I RECALL many years ago the government of the day brought in “sweeping reforms” of the health service.

The upheaval was trumpeted as a means of bringing enterprising new people in to reinvigorate the moribund system, a bit like a blood transfusion for a patient in decline.

Being young and naïve I took all this at face value; so imagine my surprise when I rang up my local hospital, tentatively inquiring who would now be dealing with a particular function. I was put through to someone in a new office with a completely new job title – and found it was exactly the same person I had been dealing with before. Meet the new NHS manager, same as the old NHS manager, as The Who might almost have said.

But I wouldn’t want you to imagine these “NHS reforms” had no impact whatsoever. Far from it; they took up lots of time and effort, and I seem to think they cost many millions of our taxpayers’ pounds.

Did they do anything for patient care? Given that many people think things were better in the pre-reform days, when matrons apparently ran hospitals with a rod of iron, and the fact there have been numerous subsequent NHS “transformations”, I think it’s fair to say there may be an element of doubt.

So when the latest upheaval was announced I couldn’t help thinking: “Oh no, not again.” There’s nothing party-political about my view; if any of you are getting a sense a déjà vu here, I must confess I called on politicians to stop attempting major surgery on the health service during the time of the previous Labour administration. While I knew that plea would be in vain, I really had thought there was a chance the coalition might have so much more to worry about it wouldn’t embark on any more health adventures. Some hope.

I don’t actually believe the NHS should be left in a time warp; indeed, from what I hear some alterations being quietly made in such areas as hospital discharge procedures are really rather sensible.

But changes like that could be made with relatively little fuss, and without root-and-branch changes to NHS administration. Such low-key improvement would, however, create little in the way of either soundbites or boosts for the egos of politicians who think they have a miracle cure for the health service’s ills. So we have yet another massive set of reforms, which I believe will consume vast amounts of energy and cash that could have been put to more useful purposes.

In addition, the changes will create all sorts of upheaval for those working within the service, diverting them from carrying out their actual jobs of providing health care for the nation.

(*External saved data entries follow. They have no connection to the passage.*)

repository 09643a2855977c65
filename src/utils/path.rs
//! Path utilities: expand `~` in user-supplied paths.

use std::path::PathBuf;

pub fn expand_tilde(path: &str) -> PathBuf {
    if path.starts_with("~/")
        && let Some(home) = dirs::home_dir()
    {
        return home.join(path.trim_start_matches("~/"));
    }
    PathBuf::from(path)
}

I’m not suggesting the existing system is perfect, but I do wonder how much difference it will make if, to take one strand of the proposed changes, we abolish primary care trusts and hand many of their powers to GP practices. Whoever makes the decisions will face the same desperate quandaries entailed in matching a finite budget to ever-increasing demands for treatments, and the same people, or people with the same skills, will be needed to administer the system whether they are employed by GP practices or primary care trusts – a bit like my hospital manager with the new title of so many years ago.

So I will make my plea again to the politicians; if you really want the NHS to be fit and healthy, forget the universal panaceas.

Deal with the worst problems, of course, but you can do that without shaking up the whole system. Give the patient a bit of TLC, but, most important of all, let those who work within it get on with their jobs for a while without massive interference. That’s my diagnosis, but I doubt my recovery regime will ever be put into practice.